• WHAT IS REQUIRED:
Determine how many lines in the records that follow hold the string "response". Only that number should be returned.

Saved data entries
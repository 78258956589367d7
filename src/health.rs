//! Periodic channel health checking.
//!
//! The checker sweeps every cached channel in parallel. A channel with a
//! configured probe endpoint gets an HTTP GET under a per-check timeout;
//! without one, health derives purely from the channel's running success
//! rate. Repeated check failures force UNAVAILABLE and put the channel in
//! recovery mode, where it is probed on a shorter interval until a
//! healthy check clears it.

use crate::breaker::BreakerRegistry;
use crate::cache::ChannelCache;
use crate::channel::{Channel, ChannelStatus};
use crate::config::HealthCheckConfig;
use crate::error::{RelayError, TimeoutKind};
use crate::events::{emit, Event, EventHandler};
use parking_lot::{Mutex, RwLock};
use std::collections::HashMap;
use std::sync::Arc;
use std::time::{Duration, Instant};
use tokio::task::JoinHandle;
use tokio_util::sync::CancellationToken;

/// Outcome of one channel check, passed to the result callback.
#[derive(Debug, Clone)]
pub struct HealthCheckResult {
    /// Checked channel.
    pub channel_id: u64,
    /// Status derived by this check.
    pub status: ChannelStatus,
    /// Probe round-trip, when a probe ran.
    pub latency: Option<Duration>,
    /// Probe error, when the check failed.
    pub error: Option<String>,
    /// Whether the channel is in recovery mode after this check.
    pub in_recovery: bool,
}

/// Callback fired after every individual channel check.
pub type ResultCallback = Arc<dyn Fn(&HealthCheckResult) + Send + Sync>;

#[derive(Debug, Clone, Copy)]
struct CheckState {
    last_check: Option<Instant>,
    consecutive_failures: u32,
    in_recovery: bool,
}

impl Default for CheckState {
    fn default() -> Self {
        Self {
            last_check: None,
            consecutive_failures: 0,
            in_recovery: false,
        }
    }
}

/// The health checker.
pub struct HealthChecker {
    cache: Arc<ChannelCache>,
    breakers: Option<Arc<BreakerRegistry>>,
    http: reqwest::Client,
    config: HealthCheckConfig,
    states: RwLock<HashMap<u64, CheckState>>,
    callback: Option<ResultCallback>,
    events: Option<Arc<dyn EventHandler>>,
    task: Mutex<Option<JoinHandle<()>>>,
    shutdown: Mutex<CancellationToken>,
}

impl HealthChecker {
    /// A checker over `cache` with the given settings.
    pub fn new(cache: Arc<ChannelCache>, config: HealthCheckConfig) -> Self {
        Self {
            cache,
            breakers: None,
            http: reqwest::Client::new(),
            config,
            states: RwLock::new(HashMap::new()),
            callback: None,
            events: None,
            task: Mutex::new(None),
            shutdown: Mutex::new(CancellationToken::new()),
        }
    }

    /// Feed probe outcomes into the breaker registry as well.
    pub fn with_breakers(mut self, breakers: Arc<BreakerRegistry>) -> Self {
        self.breakers = Some(breakers);
        self
    }

    /// Use a shared HTTP client instead of a private one.
    pub fn with_http_client(mut self, http: reqwest::Client) -> Self {
        self.http = http;
        self
    }

    /// Fire `callback` after every individual channel check.
    pub fn with_result_callback(mut self, callback: ResultCallback) -> Self {
        self.callback = Some(callback);
        self
    }

    /// Attach an event handler.
    pub fn with_events(mut self, events: Arc<dyn EventHandler>) -> Self {
        self.events = Some(events);
        self
    }

    /// Derive a status from a success rate using the configured
    /// thresholds.
    pub fn derive_status(&self, success_rate: f64) -> ChannelStatus {
        if success_rate >= self.config.healthy_threshold {
            ChannelStatus::Healthy
        } else if success_rate >= self.config.degraded_threshold {
            ChannelStatus::Degraded
        } else {
            ChannelStatus::Unavailable
        }
    }

    /// Whether a channel is due for a check, honoring the shorter
    /// recovery interval for channels in recovery mode.
    fn is_due(&self, channel_id: u64, now: Instant) -> bool {
        let states = self.states.read();
        match states.get(&channel_id) {
            None => true,
            Some(state) => {
                let interval = if state.in_recovery {
                    self.config.recovery_interval
                } else {
                    self.config.interval
                };
                match state.last_check {
                    None => true,
                    Some(last) => now.duration_since(last) >= interval,
                }
            }
        }
    }

    /// Sweep every cached channel in parallel, skipping channels whose
    /// interval has not elapsed.
    pub async fn run_once(&self) {
        let now = Instant::now();
        let due: Vec<Arc<Channel>> = self
            .cache
            .all()
            .into_iter()
            .filter(|c| c.is_enabled())
            .filter(|c| self.is_due(c.id, now))
            .collect();

        let checks = due.iter().map(|channel| self.check_channel(channel.clone()));
        futures::future::join_all(checks).await;
    }

    /// Check one channel: probe when an endpoint is configured, otherwise
    /// derive from the success rate. Updates the channel status, the
    /// per-channel check state, and fires the result callback.
    pub async fn check_channel(&self, channel: Arc<Channel>) -> HealthCheckResult {
        let probe = match self.config.endpoint {
            Some(ref endpoint) => Some(self.probe(&channel, endpoint).await),
            None => None,
        };

        let mut states = self.states.write();
        let state = states.entry(channel.id).or_default();
        state.last_check = Some(Instant::now());

        let result = match probe {
            Some(Ok(latency)) => {
                state.consecutive_failures = 0;
                if let Some(ref breakers) = self.breakers {
                    breakers.on_success(channel.id);
                }
                // The probe answered; rank the channel by its observed
                // traffic quality.
                let status = self.derive_status(channel.metrics.success_rate());
                if status == ChannelStatus::Healthy {
                    state.in_recovery = false;
                }
                HealthCheckResult {
                    channel_id: channel.id,
                    status,
                    latency: Some(latency),
                    error: None,
                    in_recovery: state.in_recovery,
                }
            }
            Some(Err(err)) => {
                state.consecutive_failures += 1;
                if let Some(ref breakers) = self.breakers {
                    breakers.on_failure(channel.id);
                }
                let status = if state.consecutive_failures >= self.config.max_consecutive_failures {
                    state.in_recovery = true;
                    ChannelStatus::Unavailable
                } else {
                    self.derive_status(channel.metrics.success_rate())
                };
                HealthCheckResult {
                    channel_id: channel.id,
                    status,
                    latency: None,
                    error: Some(err.to_string()),
                    in_recovery: state.in_recovery,
                }
            }
            None => {
                let status = self.derive_status(channel.metrics.success_rate());
                if status == ChannelStatus::Healthy {
                    state.consecutive_failures = 0;
                    state.in_recovery = false;
                } else if status == ChannelStatus::Unavailable {
                    state.consecutive_failures += 1;
                    if state.consecutive_failures >= self.config.max_consecutive_failures {
                        state.in_recovery = true;
                    }
                }
                HealthCheckResult {
                    channel_id: channel.id,
                    status,
                    latency: None,
                    error: None,
                    in_recovery: state.in_recovery,
                }
            }
        };
        drop(states);

        channel.set_status(result.status);

        emit(
            &self.events,
            Event::HealthResult {
                channel_id: result.channel_id,
                status: result.status,
                latency_ms: result.latency.map(|d| d.as_millis() as u64),
                error: result.error.clone(),
            },
        );
        if let Some(ref callback) = self.callback {
            callback(&result);
        }

        result
    }

    /// Issue the HTTP probe, retrying within the check up to the
    /// configured attempt count.
    async fn probe(&self, channel: &Channel, endpoint: &str) -> crate::error::Result<Duration> {
        let url = format!("{}{}", channel.base_url.trim_end_matches('/'), endpoint);
        let mut last_error = RelayError::Timeout(TimeoutKind::HealthCheck);

        for _ in 0..self.config.max_retries.max(1) {
            let started = Instant::now();
            let outcome = tokio::time::timeout(self.config.timeout, self.http.get(&url).send()).await;

            match outcome {
                Err(_) => last_error = RelayError::Timeout(TimeoutKind::HealthCheck),
                Ok(Err(err)) => last_error = RelayError::Request(err),
                Ok(Ok(response)) => {
                    let status = response.status();
                    if status.is_success() {
                        return Ok(started.elapsed());
                    }
                    last_error = RelayError::Upstream {
                        status: status.as_u16(),
                        body: String::new(),
                        retry_after: None,
                    };
                }
            }
        }

        Err(last_error)
    }

    /// Whether `channel_id` is currently in recovery mode.
    pub fn in_recovery(&self, channel_id: u64) -> bool {
        self.states
            .read()
            .get(&channel_id)
            .is_some_and(|s| s.in_recovery)
    }

    /// Launch the periodic sweep loop. Idempotent.
    pub fn start(self: &Arc<Self>) {
        let mut task = self.task.lock();
        if task.is_some() {
            return;
        }

        let token = CancellationToken::new();
        *self.shutdown.lock() = token.clone();

        let checker = self.clone();
        // Tick at the recovery interval so recovering channels are
        // re-checked promptly; is_due gates the rest.
        let tick = self.config.recovery_interval.min(self.config.interval);
        *task = Some(tokio::spawn(async move {
            let mut ticker = tokio::time::interval(tick);
            ticker.set_missed_tick_behavior(tokio::time::MissedTickBehavior::Skip);
            ticker.tick().await;
            loop {
                tokio::select! {
                    _ = token.cancelled() => break,
                    _ = ticker.tick() => {
                        tracing::debug!("health check sweep");
                        checker.run_once().await;
                    }
                }
            }
        }));
    }

    /// Stop the sweep loop and wait for it to exit. Idempotent.
    pub async fn stop(&self) {
        self.shutdown.lock().cancel();
        let task = self.task.lock().take();
        if let Some(handle) = task {
            let _ = handle.await;
        }
    }
}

• SOLUTION FOR THIS EXERCISE:
2